▶ **EXERCISE**:
Whichever lines of the entries hold the word "struct" should be identified and copied.

── INFORMATION SUPPLIED

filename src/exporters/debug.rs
// SPDX-License-Identifier: Apache-2.0

use crate::exporters::{ExportError, Sink};
use crate::topology::payload::{Batch, RecordData, TelemetryRecord};
use futures::future::BoxFuture;
use serde::Deserialize;
use tracing::{Level, event};

// Basic debug logger, future thoughts on additional configurability:
//  - configurable log level (defaults to info, but could log to debug, etc)
//  - sampling, only log at a given RPS or percentage

#[derive(Clone, Copy, Debug, Default, PartialEq, Eq, Deserialize)]
#[serde(rename_all = "lowercase")]
pub enum Verbosity {
    #[default]
    Basic,
    Detailed,
}

pub struct DebugExporter {
    verbosity: Verbosity,
}

impl DebugExporter {
    pub fn new(verbosity: Verbosity) -> Self {
        Self { verbosity }
    }

    fn log_basic(&self, batch: &Batch) {
        event!(
            Level::INFO,
            records = batch.len(),
            spans = batch.span_count(),
            interactions = batch.interaction_count(),
            "Received batch."
        );
    }

    fn log_detailed(&self, record: &TelemetryRecord) {
        let service = record.origin().service_name().unwrap_or("unknown");
        match record.data() {
            RecordData::Span(span) => event!(
                Level::INFO,
                data_type = "span",
                service,
                name = record.name(),
                trace_id = hex(&span.trace_id),
                span_id = hex(&span.span_id),
                kind = span.kind,
                "Span."
            ),
            RecordData::Interaction(interaction) => event!(
                Level::INFO,
                data_type = "interaction",
                service,
                name = record.name(),
                trace_id = hex(&interaction.trace_id),
                "Interaction."
            ),
        }
    }
}

impl Sink for DebugExporter {
    fn name(&self) -> &str {
        "debug"
    }

    fn export(&self, batch: Batch) -> BoxFuture<'_, Result<(), ExportError>> {
        Box::pin(async move {
            self.log_basic(&batch);
            if self.verbosity == Verbosity::Detailed {
                batch.iter().for_each(|r| self.log_detailed(r));
            }
            Ok(())
        })
    }
}

fn hex(bytes: &[u8]) -> String {
    bytes.iter().map(|b| format!("{:02x}", b)).collect()
}

#[cfg(test)]
mod tests {
    use super::*;
    use crate::topology::payload::Origin;
    use std::sync::Arc;
    use tokio_test::assert_ok;
    use tracing_test::traced_test;
    use utilities::agent::FakeAgent;

    #[traced_test]
    #[tokio::test]
    async fn logs_detailed_records() {
        let origin = Arc::new(Origin {
            node: Some(FakeAgent::node("checkout")),
            resource: None,
        });
        let batch = Batch::from(vec![
            TelemetryRecord::span(origin.clone(), FakeAgent::span("GET /cart")),
            TelemetryRecord::interaction(origin, FakeAgent::interaction("click #pay")),
        ]);

        let exp = DebugExporter::new(Verbosity::Detailed);
        assert_ok!(exp.export(batch).await);

        assert!(logs_contain("Received batch."));
        assert!(logs_contain("GET /cart"));
        assert!(logs_contain("click #pay"));
        assert!(logs_contain("checkout"));
    }

    #[test]
    fn hex_encodes_ids() {
        assert_eq!("00ab10", hex(&[0x00, 0xab, 0x10]));
    }
}
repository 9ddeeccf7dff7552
// SPDX-License-Identifier: Apache-2.0

use crate::receivers::DecodeError;
use crate::telemetry::{AgentCounter, Counter, Telemetry};
use crate::topology::payload::{Origin, TelemetryRecord};
use crate::topology::span_buffer::{AcceptError, BufferHandle};
use ocagent_proto::agent::common::v1::Node;
use ocagent_proto::agent::interaction::v1::{ExportInteractionServiceRequest, Interaction};
use ocagent_proto::agent::trace::v1::ExportTraceServiceRequest;
use ocagent_proto::resource::v1::Resource;
use ocagent_proto::trace::v1::Span;
use opentelemetry::KeyValue;
use std::sync::Arc;
use tracing::{debug, warn};

const TRACE_ID_LEN: usize = 16;
const SPAN_ID_LEN: usize = 8;

/// An inbound export request: an optional node and resource plus a list of items.
pub(crate) trait AgentRequest {
    type Item;

    fn into_parts(self) -> (Option<Node>, Option<Resource>, Vec<Self::Item>);

    fn validate(item: &Self::Item) -> Result<(), DecodeError>;

    fn into_record(origin: Arc<Origin>, item: Self::Item) -> TelemetryRecord;
}

impl AgentRequest for ExportTraceServiceRequest {
    type Item = Span;

    fn into_parts(self) -> (Option<Node>, Option<Resource>, Vec<Span>) {
        (self.node, self.resource, self.spans)
    }

    fn validate(span: &Span) -> Result<(), DecodeError> {
        if span.trace_id.len() != TRACE_ID_LEN {
            return Err(DecodeError::InvalidTraceId(span.trace_id.len()));
        }
        if span.span_id.len() != SPAN_ID_LEN {
            return Err(DecodeError::InvalidSpanId(span.span_id.len()));
        }
        Ok(())
    }

    fn into_record(origin: Arc<Origin>, span: Span) -> TelemetryRecord {
        TelemetryRecord::span(origin, span)
    }
}

impl AgentRequest for ExportInteractionServiceRequest {
    type Item = Interaction;

    fn into_parts(self) -> (Option<Node>, Option<Resource>, Vec<Interaction>) {
        (self.node, self.resource, self.interactions)
    }

    // Correlation with a trace is optional for interactions
    fn validate(interaction: &Interaction) -> Result<(), DecodeError> {
        let trace_id = interaction.trace_id.len();
        if trace_id != 0 && trace_id != TRACE_ID_LEN {
            return Err(DecodeError::InvalidTraceId(trace_id));
        }
        let span_id = interaction.span_id.len();
        if span_id != 0 && span_id != SPAN_ID_LEN {
            return Err(DecodeError::InvalidSpanId(span_id));
        }
        Ok(())
    }

    fn into_record(origin: Arc<Origin>, interaction: Interaction) -> TelemetryRecord {
        TelemetryRecord::interaction(origin, interaction)
    }
}

/// Node and resource carried over between the messages of one stream.
pub(crate) struct StreamState {
    origin: Option<Arc<Origin>>,
    require_node: bool,
}

impl StreamState {
    /// Streams must identify their node in the first message, later messages inherit it.
    pub(crate) fn stream() -> Self {
        Self {
            origin: None,
            require_node: true,
        }
    }

    /// Standalone requests, such as HTTP posts, may omit the node.
    pub(crate) fn unary() -> Self {
        Self {
            origin: None,
            require_node: false,
        }
    }

    fn origin_for(
        &mut self,
        node: Option<Node>,
        resource: Option<Resource>,
    ) -> Result<Arc<Origin>, DecodeError> {
        let previous = self.origin.as_deref();
        if node.is_none() && previous.is_none_or(|p| p.node.is_none()) && self.require_node {
            return Err(DecodeError::MissingNode);
        }

        let origin = match (node, resource, &self.origin) {
            (None, None, Some(previous)) => return Ok(previous.clone()),
            (node, resource, previous) => Arc::new(Origin {
                node: node.or_else(|| previous.as_ref().and_then(|p| p.node.clone())),
                resource: resource.or_else(|| previous.as_ref().and_then(|p| p.resource.clone())),
            }),
        };
        self.origin = Some(origin.clone());
        Ok(origin)
    }
}

#[derive(Debug, Default, Clone, Copy, PartialEq, Eq)]
pub(crate) struct IngestOutcome {
    pub(crate) accepted: usize,
    pub(crate) refused: usize,
    pub(crate) dropped: usize,
}

#[derive(Clone)]
pub struct ReceiverCounters {
    accepted: AgentCounter<u64>,
    refused: AgentCounter<u64>,
    dropped: AgentCounter<u64>,
}

impl ReceiverCounters {
    pub fn noop() -> Self {
        Self {
            accepted: AgentCounter::NoOpCounter,
            refused: AgentCounter::NoOpCounter,
            dropped: AgentCounter::NoOpCounter,
        }
    }

    pub fn for_spans(telemetry: &Telemetry) -> Self {
        Self {
            accepted: telemetry.u64_counter(
                "ocagent_receiver_accepted_spans",
                "Number of spans successfully ingested and pushed into a span buffer",
                "spans",
            ),
            refused: telemetry.u64_counter(
                "ocagent_receiver_refused_spans",
                "Number of spans that could not be pushed into a span buffer",
                "spans",
            ),
            dropped: telemetry.u64_counter(
                "ocagent_receiver_dropped_spans",
                "Number of spans dropped because they could not be decoded",
                "spans",
            ),
        }
    }

    pub fn for_interactions(telemetry: &Telemetry) -> Self {
        Self {
            accepted: telemetry.u64_counter(
                "ocagent_receiver_accepted_interactions",
                "Number of interactions successfully ingested and pushed into a span buffer",
                "interactions",
            ),
            refused: telemetry.u64_counter(
                "ocagent_receiver_refused_interactions",
                "Number of interactions that could not be pushed into a span buffer",
                "interactions",
            ),
            dropped: telemetry.u64_counter(
                "ocagent_receiver_dropped_interactions",
                "Number of interactions dropped because they could not be decoded",
                "interactions",
            ),
        }
    }

    pub(crate) fn record(&self, outcome: &IngestOutcome, protocol: &'static str) {
        let tags = [KeyValue::new("protocol", protocol)];
        self.accepted.add(outcome.accepted as u64, &tags);
        self.refused.add(outcome.refused as u64, &tags);
        self.dropped.add(outcome.dropped as u64, &tags);
    }
}

/// Where a receiver pushes decoded records.
#[derive(Clone)]
pub struct AgentOutput {
    buffer: BufferHandle,
    counters: ReceiverCounters,
}

impl AgentOutput {
    pub fn new(buffer: BufferHandle, counters: ReceiverCounters) -> Self {
        Self { buffer, counters }
    }

    /// Decodes the records of one request into the buffer. Records that fail validation,
    /// or every record when the stream has no node yet, are dropped and counted.
    pub(crate) fn ingest<R: AgentRequest>(
        &self,
        state: &mut StreamState,
        request: R,
        protocol: &'static str,
    ) -> IngestOutcome {
        let (node, resource, items) = request.into_parts();
        let mut outcome = IngestOutcome::default();

        let origin = match state.origin_for(node, resource) {
            Ok(origin) => origin,
            Err(e) => {
                outcome.dropped = items.len();
                warn!(protocol, error = %e, dropped = outcome.dropped, "Dropping message.");
                self.counters.record(&outcome, protocol);
                return outcome;
            }
        };

        for item in items {
            if let Err(e) = R::validate(&item) {
                debug!(protocol, error = %e, "Dropping invalid record.");
                outcome.dropped += 1;
                continue;
            }
            match self.buffer.accept(R::into_record(origin.clone(), item)) {
                Ok(()) => outcome.accepted += 1,
                Err(AcceptError::Capacity) | Err(AcceptError::Closed) => outcome.refused += 1,
            }
        }

        if outcome.refused > 0 {
            warn!(protocol, refused = outcome.refused, "Span buffer refused records.");
        }
        self.counters.record(&outcome, protocol);
        outcome
    }
}
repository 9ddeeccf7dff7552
pub mod agent;
//! Publication routes: the feed's top-level documents.
//!
//! Publication bodies pass through verbatim — any JSON object is accepted,
//! empty objects included. By convention clients send a `userId` and
//! arbitrary content fields; nothing here enforces a schema.

use axum::{
    extract::{Path, Query, State},
    http::StatusCode,
    routing::{get, put},
    Json, Router,
};
use serde::Deserialize;
use serde_json::Value;

use feedline_store::{Document, Fields, StoreError};

use crate::error::{ApiError, ApiResult};
use crate::routes::{publications_path, MessageResponse};
use crate::state::AppState;

// ============================================================================
// Request/Response Types
// ============================================================================

/// Query parameters for GET /publications/user.
#[derive(Debug, Deserialize)]
pub struct UserFilter {
    #[serde(rename = "userId")]
    pub user_id: Option<String>,
}

// ============================================================================
// Route Handlers
// ============================================================================

/// GET /publications — the whole feed, store-native order.
async fn list_publications(State(state): State<AppState>) -> ApiResult<Json<Vec<Document>>> {
    let path = publications_path().map_err(fetch_error)?;
    let publications = state.store().list(&path).await.map_err(fetch_error)?;
    Ok(Json(publications))
}

/// GET /publications/user?userId= — filter by author, or the whole feed when
/// no filter is given.
async fn list_publications_by_user(
    State(state): State<AppState>,
    Query(filter): Query<UserFilter>,
) -> ApiResult<Json<Vec<Document>>> {
    let path = publications_path().map_err(fetch_error)?;
    let store = state.store();

    let publications = match &filter.user_id {
        Some(user_id) => {
            store
                .query_eq(&path, "userId", &Value::String(user_id.clone()))
                .await
        }
        None => store.list(&path).await,
    }
    .map_err(fetch_error)?;

    Ok(Json(publications))
}

/// POST /publications — insert the body verbatim.
async fn create_publication(
    State(state): State<AppState>,
    Json(body): Json<Fields>,
) -> ApiResult<(StatusCode, Json<Document>)> {
    let path = publications_path().map_err(create_error)?;
    let publication = state.store().add(&path, body).await.map_err(create_error)?;

    tracing::info!(publication_id = %publication.id, "Publication created");
    Ok((StatusCode::CREATED, Json(publication)))
}

/// PUT /publications/{id} — partial field merge into an existing document.
async fn update_publication(
    State(state): State<AppState>,
    Path(id): Path<String>,
    Json(body): Json<Fields>,
) -> ApiResult<Json<MessageResponse>> {
    let path = publications_path().map_err(update_error)?;
    state
        .store()
        .update(&path, &id, body)
        .await
        .map_err(|e| match e {
            StoreError::DocumentNotFound(_) => {
                ApiError::NotFound("Publication not found".to_string())
            }
            other => update_error(other),
        })?;

    Ok(Json(MessageResponse {
        message: "Publication updated successfully".to_string(),
    }))
}

/// DELETE /publications/{id} — idempotent; succeeds whether or not the
/// document existed.
async fn remove_publication(
    State(state): State<AppState>,
    Path(id): Path<String>,
) -> ApiResult<Json<MessageResponse>> {
    let path = publications_path().map_err(delete_error)?;
    state.store().delete(&path, &id).await.map_err(delete_error)?;

    Ok(Json(MessageResponse {
        message: "Publication deleted successfully".to_string(),
    }))
}

fn fetch_error(error: StoreError) -> ApiError {
    tracing::error!(error = %error, "Error fetching publications");
    ApiError::Feed("Failed to fetch publications".to_string())
}

fn create_error(error: StoreError) -> ApiError {
    tracing::error!(error = %error, "Error adding publication");
    ApiError::Feed("Failed to add publication".to_string())
}

fn update_error(error: StoreError) -> ApiError {
    tracing::error!(error = %error, "Error updating publication");
    ApiError::Feed("Failed to update publication".to_string())
}

fn delete_error(error: StoreError) -> ApiError {
    tracing::error!(error = %error, "Error deleting publication");
    ApiError::Feed("Failed to delete publication".to_string())
}

/// Build publication routes.
pub fn routes() -> Router<AppState> {
    Router::new()
        .route(
            "/publications",
            get(list_publications).post(create_publication),
        )
        .route("/publications/user", get(list_publications_by_user))
        .route(
            "/publications/{id}",
            put(update_publication).delete(remove_publication),
        )
}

────

▶ **ANSWER**:
pub struct DebugExporter {
pub(crate) struct StreamState {
pub(crate) struct IngestOutcome {
pub struct ReceiverCounters {
pub struct AgentOutput {
pub struct UserFilter {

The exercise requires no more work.